Con la manipolazione della ploidia si ottengono ibridi triploidi cioè piante che all'interno del proprio corredo genetico hanno un cromosoma presente in tre copie (3n). Questo fenomeno viene chiamato triploidia e comporta una fertilità estremamente ridotta o addirittura assente.
Per esempio, il Tacle, il Mandared o i più recenti Ealy Sicily, Ionio e Red Sunset sono varietà triploidi di mandarino ottenute da programmi di miglioramento genetico, mentre la Lima di Tahiti è un ibrido triploide naturale.
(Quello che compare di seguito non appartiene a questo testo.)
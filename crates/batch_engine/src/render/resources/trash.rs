//! # Resource Trash
//!
//! Deferred release of meshes, batchers and texture arrays.
//!
//! Callers hand finished resources to a [`TrashBatch`] instead of releasing
//! them one by one. Clearing the batch releases every item in the order it
//! was added; the batch stays usable afterwards. Batches can also be
//! registered with a [`TrashRegistry`] so that everything still pending is
//! released in one pass at shutdown.
//!
//! The registry only holds weak references. Dropping the last strong
//! reference to a batch removes it from the shutdown pass without any
//! explicit unregister call.

use std::cell::RefCell;
use std::fmt;
use std::rc::{Rc, Weak};

use slotmap::{new_key_type, SlotMap};

use crate::render::api::GraphicsDevice;
use crate::render::primitives::Mesh;
use crate::render::resources::TextureArray;
use crate::render::systems::batching::GeometryBatcher;

/// Slots added to a full batch before appending
pub const GROWTH_INCREMENT: usize = 256;

/// Maximum number of batches a registry tracks at once
pub const MAX_REGISTERED_BATCHES: usize = 64;

/// Result type for trash registry operations
pub type TrashResult<T> = Result<T, TrashError>;

/// Errors raised by the trash registry
#[derive(Debug, thiserror::Error, PartialEq, Eq)]
pub enum TrashError {
    /// The registry already tracks the maximum number of live batches
    #[error("Trash registry is full ({max} batches); the batch still works but is skipped at teardown")]
    RegistryFull {
        /// Registry bound
        max: usize,
    },
}

/// What a trash item holds
#[derive(Debug, Clone, Copy, PartialEq, Eq, Hash)]
pub enum TrashItemKind {
    /// Host-side mesh data
    Mesh,
    /// A batcher and its device buffers
    Buffer,
    /// A device texture array
    TextureArray,
}

impl fmt::Display for TrashItemKind {
    fn fmt(&self, f: &mut fmt::Formatter<'_>) -> fmt::Result {
        match self {
            TrashItemKind::Mesh => write!(f, "mesh"),
            TrashItemKind::Buffer => write!(f, "buffer"),
            TrashItemKind::TextureArray => write!(f, "texture array"),
        }
    }
}

/// A resource waiting to be released
#[derive(Debug)]
pub enum TrashItem {
    /// Mesh storage, freed on release
    Mesh(Mesh),
    /// Batcher whose device buffers are destroyed on release
    Buffer(GeometryBatcher),
    /// Texture array destroyed on release
    TextureArray(TextureArray),
}

impl TrashItem {
    /// Kind of resource held
    pub fn kind(&self) -> TrashItemKind {
        match self {
            TrashItem::Mesh(_) => TrashItemKind::Mesh,
            TrashItem::Buffer(_) => TrashItemKind::Buffer,
            TrashItem::TextureArray(_) => TrashItemKind::TextureArray,
        }
    }

    /// Release the resource
    pub fn release(self, device: &mut dyn GraphicsDevice) {
        match self {
            TrashItem::Mesh(mesh) => drop(mesh),
            TrashItem::Buffer(mut batcher) => batcher.release(device),
            TrashItem::TextureArray(mut array) => array.release(device),
        }
    }
}

impl From<Mesh> for TrashItem {
    fn from(mesh: Mesh) -> Self {
        TrashItem::Mesh(mesh)
    }
}

impl From<GeometryBatcher> for TrashItem {
    fn from(batcher: GeometryBatcher) -> Self {
        TrashItem::Buffer(batcher)
    }
}

impl From<TextureArray> for TrashItem {
    fn from(array: TextureArray) -> Self {
        TrashItem::TextureArray(array)
    }
}

new_key_type! {
    /// Key of a batch inside a [`TrashRegistry`]
    pub struct TrashBatchKey;
}

/// A batch shared between its owner and a registry
pub type SharedTrashBatch = Rc<RefCell<TrashBatch>>;

/// Growable group of resources released together
#[derive(Debug)]
pub struct TrashBatch {
    items: Vec<TrashItem>,
    max_size: usize,
    registry_key: Option<TrashBatchKey>,
}

impl TrashBatch {
    /// Create a batch with room for `max_size` items
    pub fn new(max_size: usize) -> Self {
        Self {
            items: Vec::with_capacity(max_size),
            max_size,
            registry_key: None,
        }
    }

    /// Create a batch ready to be shared with a registry
    pub fn shared(max_size: usize) -> SharedTrashBatch {
        Rc::new(RefCell::new(Self::new(max_size)))
    }

    /// Queue a resource for release
    ///
    /// A full batch grows by [`GROWTH_INCREMENT`] slots first.
    pub fn add(&mut self, item: impl Into<TrashItem>) {
        if self.items.len() >= self.max_size {
            log::warn!(
                "Trash batch full at {} items, growing to {}",
                self.max_size,
                self.max_size + GROWTH_INCREMENT
            );
            self.max_size += GROWTH_INCREMENT;
            self.items.reserve_exact(self.max_size - self.items.len());
        }
        self.items.push(item.into());
    }

    /// Release every queued item in the order it was added
    ///
    /// Storage is kept so the batch can be refilled. Returns the number of
    /// items released.
    pub fn clear(&mut self, device: &mut dyn GraphicsDevice) -> usize {
        let count = self.items.len();
        for (index, item) in self.items.drain(..).enumerate() {
            log::trace!("Releasing trash item {} ({})", index, item.kind());
            item.release(device);
        }
        if count > 0 {
            log::debug!("Cleared {} trash items", count);
        }
        count
    }

    /// Release every item and free the batch's own storage
    ///
    /// Destroying an already destroyed batch does nothing. Adding to a
    /// destroyed batch allocates fresh storage.
    pub fn destroy(&mut self, device: &mut dyn GraphicsDevice) -> usize {
        let count = self.clear(device);
        self.items = Vec::new();
        self.max_size = 0;
        count
    }

    /// Items waiting to be released
    pub fn len(&self) -> usize {
        self.items.len()
    }

    /// Whether nothing is queued
    pub fn is_empty(&self) -> bool {
        self.items.is_empty()
    }

    /// Items the batch holds before it grows
    pub fn capacity(&self) -> usize {
        self.max_size
    }

    /// Kinds of the queued items, in release order
    pub fn kinds(&self) -> impl Iterator<Item = TrashItemKind> + '_ {
        self.items.iter().map(TrashItem::kind)
    }

    /// Registry key, if the batch is registered
    pub fn registry_key(&self) -> Option<TrashBatchKey> {
        self.registry_key
    }

    /// Whether the batch is tracked by a registry
    pub fn is_registered(&self) -> bool {
        self.registry_key.is_some()
    }
}

impl Drop for TrashBatch {
    fn drop(&mut self) {
        if !self.items.is_empty() {
            log::warn!("Trash batch dropped with {} unreleased items", self.items.len());
        }
    }
}

/// Tracks trash batches so they can all be destroyed at shutdown
#[derive(Debug, Default)]
pub struct TrashRegistry {
    batches: SlotMap<TrashBatchKey, Weak<RefCell<TrashBatch>>>,
}

impl TrashRegistry {
    /// Create an empty registry
    pub fn new() -> Self {
        Self::default()
    }

    /// Track a batch for [`teardown`](Self::teardown)
    ///
    /// Batches dropped since the last call no longer count toward the
    /// bound. A full registry leaves the batch untracked. Registering a
    /// tracked batch again returns its existing key.
    pub fn register(&mut self, batch: &SharedTrashBatch) -> TrashResult<TrashBatchKey> {
        self.prune();
        let weak = Rc::downgrade(batch);
        if let Some(key) = self.key_of(&weak) {
            return Ok(key);
        }
        if self.batches.len() >= MAX_REGISTERED_BATCHES {
            log::warn!(
                "Max trash batches reached ({}); batch will not be released at teardown",
                MAX_REGISTERED_BATCHES
            );
            return Err(TrashError::RegistryFull { max: MAX_REGISTERED_BATCHES });
        }

        let key = self.batches.insert(weak);
        if let Ok(mut batch) = batch.try_borrow_mut() {
            batch.registry_key = Some(key);
        }
        log::trace!("Registered trash batch {:?}", key);
        Ok(key)
    }

    /// Stop tracking a batch; returns whether it was tracked
    pub fn unregister(&mut self, key: TrashBatchKey) -> bool {
        match self.batches.remove(key) {
            Some(weak) => {
                if let Some(batch) = weak.upgrade() {
                    if let Ok(mut batch) = batch.try_borrow_mut() {
                        batch.registry_key = None;
                    }
                }
                true
            }
            None => false,
        }
    }

    /// Registered batches that are still alive
    pub fn live_count(&self) -> usize {
        self.batches.values().filter(|weak| weak.strong_count() > 0).count()
    }

    /// Destroy every live registered batch and empty the registry
    ///
    /// Returns the number of items released. Calling it again releases
    /// nothing. A batch that is mutably borrowed elsewhere stays registered
    /// so a later teardown can destroy it.
    pub fn teardown(&mut self, device: &mut dyn GraphicsDevice) -> usize {
        let mut released = 0;
        let mut destroyed = 0;

        let keys: Vec<TrashBatchKey> = self.batches.keys().collect();
        for key in keys {
            let Some(batch) = self.batches.get(key).and_then(Weak::upgrade) else {
                self.batches.remove(key);
                continue;
            };
            let Ok(mut batch) = batch.try_borrow_mut() else {
                log::warn!("Trash batch {:?} is borrowed during teardown; left registered", key);
                continue;
            };
            released += batch.destroy(device);
            batch.registry_key = None;
            self.batches.remove(key);
            destroyed += 1;
        }

        if destroyed > 0 {
            log::info!("Trash teardown destroyed {} batches ({} items)", destroyed, released);
        }
        released
    }

    fn key_of(&self, weak: &Weak<RefCell<TrashBatch>>) -> Option<TrashBatchKey> {
        self.batches
            .iter()
            .find_map(|(key, tracked)| tracked.ptr_eq(weak).then_some(key))
    }

    fn prune(&mut self) {
        self.batches.retain(|_, weak| weak.strong_count() > 0);
    }
}

#[cfg(test)]
mod tests {
    use super::*;
    use crate::core::config::BatcherConfig;
    use crate::render::api::HeadlessDevice;
    use crate::render::primitives::Vertex;

    fn mesh() -> Mesh {
        Mesh::new(vec![Vertex::default(); 3], vec![0, 1, 2])
    }

    #[test]
    fn test_add_grows_by_increment() {
        let mut batch = TrashBatch::new(2);
        batch.add(mesh());
        batch.add(mesh());
        assert_eq!(batch.capacity(), 2);

        batch.add(mesh());
        assert_eq!(batch.capacity(), 2 + GROWTH_INCREMENT);
        assert_eq!(batch.len(), 3);

        let mut device = HeadlessDevice::new();
        batch.clear(&mut device);
    }

    #[test]
    fn test_clear_releases_in_order() {
        let mut device = HeadlessDevice::new();
        let batcher = GeometryBatcher::new(&mut device, &BatcherConfig::new(8, 8, 1)).unwrap();
        let array = TextureArray::new(&mut device, 2, 2, 1).unwrap();

        let mut batch = TrashBatch::new(4);
        batch.add(mesh());
        batch.add(batcher);
        batch.add(array);
        assert_eq!(
            batch.kinds().collect::<Vec<_>>(),
            vec![TrashItemKind::Mesh, TrashItemKind::Buffer, TrashItemKind::TextureArray]
        );

        assert_eq!(batch.clear(&mut device), 3);
        assert!(batch.is_empty());
        assert_eq!(batch.capacity(), 4);
        assert_eq!(device.live_buffers(), 0);
        assert_eq!(device.live_layouts(), 0);
        assert_eq!(device.live_textures(), 0);

        // Second clear has nothing left to release
        assert_eq!(batch.clear(&mut device), 0);
    }

    #[test]
    fn test_destroy_is_idempotent() {
        let mut device = HeadlessDevice::new();
        let mut batch = TrashBatch::new(4);
        batch.add(mesh());

        assert_eq!(batch.destroy(&mut device), 1);
        assert_eq!(batch.capacity(), 0);
        assert_eq!(batch.destroy(&mut device), 0);

        // Destroyed batches can be refilled
        batch.add(mesh());
        assert_eq!(batch.capacity(), GROWTH_INCREMENT);
        batch.destroy(&mut device);
    }

    #[test]
    fn test_registry_teardown() {
        let mut device = HeadlessDevice::new();
        let mut registry = TrashRegistry::new();

        let first = TrashBatch::shared(4);
        let second = TrashBatch::shared(4);
        registry.register(&first).unwrap();
        registry.register(&second).unwrap();
        assert!(first.borrow().is_registered());

        first.borrow_mut().add(mesh());
        second.borrow_mut().add(TextureArray::new(&mut device, 2, 2, 1).unwrap());
        second.borrow_mut().add(mesh());

        assert_eq!(registry.teardown(&mut device), 3);
        assert_eq!(registry.live_count(), 0);
        assert!(first.borrow().is_empty());
        assert!(!second.borrow().is_registered());
        assert_eq!(device.live_textures(), 0);

        assert_eq!(registry.teardown(&mut device), 0);
    }

    #[test]
    fn test_registry_bound_counts_live_batches() {
        let mut registry = TrashRegistry::new();
        let batches: Vec<_> = (0..MAX_REGISTERED_BATCHES).map(|_| TrashBatch::shared(1)).collect();
        for batch in &batches {
            registry.register(batch).unwrap();
        }

        let extra = TrashBatch::shared(1);
        assert_eq!(
            registry.register(&extra),
            Err(TrashError::RegistryFull { max: MAX_REGISTERED_BATCHES })
        );
        assert!(!extra.borrow().is_registered());

        // Dropping a registered batch frees its slot
        drop(batches);
        assert_eq!(registry.live_count(), 0);
        assert!(registry.register(&extra).is_ok());
    }

    #[test]
    fn test_unregistered_batch_skipped_at_teardown() {
        let mut device = HeadlessDevice::new();
        let mut registry = TrashRegistry::new();
        let batch = TrashBatch::shared(1);
        let key = registry.register(&batch).unwrap();
        batch.borrow_mut().add(mesh());

        assert!(registry.unregister(key));
        assert!(!registry.unregister(key));
        assert_eq!(registry.teardown(&mut device), 0);
        assert_eq!(batch.borrow().len(), 1);
        batch.borrow_mut().clear(&mut device);
    }

    #[test]
    fn test_borrowed_batch_skipped_at_teardown() {
        let mut device = HeadlessDevice::new();
        let mut registry = TrashRegistry::new();
        let batch = TrashBatch::shared(1);
        registry.register(&batch).unwrap();

        let mut guard = batch.borrow_mut();
        guard.add(mesh());
        assert_eq!(registry.teardown(&mut device), 0);
        assert_eq!(guard.len(), 1);
        assert!(guard.is_registered());
        drop(guard);

        assert_eq!(registry.live_count(), 1);
        assert_eq!(registry.teardown(&mut device), 1);
        assert!(!batch.borrow().is_registered());
        assert_eq!(registry.live_count(), 0);
    }

    #[test]
    fn test_register_twice_reuses_key() {
        let mut registry = TrashRegistry::new();
        let batch = TrashBatch::shared(1);
        let first = registry.register(&batch).unwrap();
        let second = registry.register(&batch).unwrap();

        assert_eq!(first, second);
        assert_eq!(registry.live_count(), 1);

        assert!(registry.unregister(first));
        assert!(!batch.borrow().is_registered());
        assert_eq!(registry.live_count(), 0);
    }
}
In foto, mandarini triploidi della varietà 'Ionio' completamente sprovvisti di semi
Fonte foto: Crea Olivicoltura, Frutticoltura e Agrumicoltura di Acireale
Un'altra strategia prevede l'identificazione di selezioni autoincompatibili e partenocarpiche che devono essere coltivate in condizioni di isolamento per produrre frutti senza semi.
Per esempio, molte varietà di clementine e il Nova, già citate, sono state ottenute in questo modo così come anche altre importanti varietà quali Afourer o Nadorcott, Ellendale e Fortune che presentano autoincompatibilità.
Un altro metodo per ottenere varietà apirene o a basso numero di semi prevede l'irraggiamento con mutageni fisici, come i raggi gamma. Attraverso questa strategia è stato possibile ottenere selezioni commerciali quali Orri, Murina e Leanri a partire da varietà con semi.
Inoltre, esistono nuove tecniche di breeding quali il genome editing, basate sull'ingegneria genetica e le colture in vitro, che sono state sviluppate per assicurare la produzione di nuove cultivar con caratteri desiderati riducendo gli spazi e i tempi richiesti dalle tecniche di breeding convenzionale.
"Alcune di queste tecniche - continua La Malfa - sono applicate all'Università di Catania e al Crea anche con riferimento al carattere ‘assenza di semi nei frutti', attraverso la manipolazione di geni coinvolti nella formazione del seme e probabilmente nei prossimi anni si vedranno i primi risultati".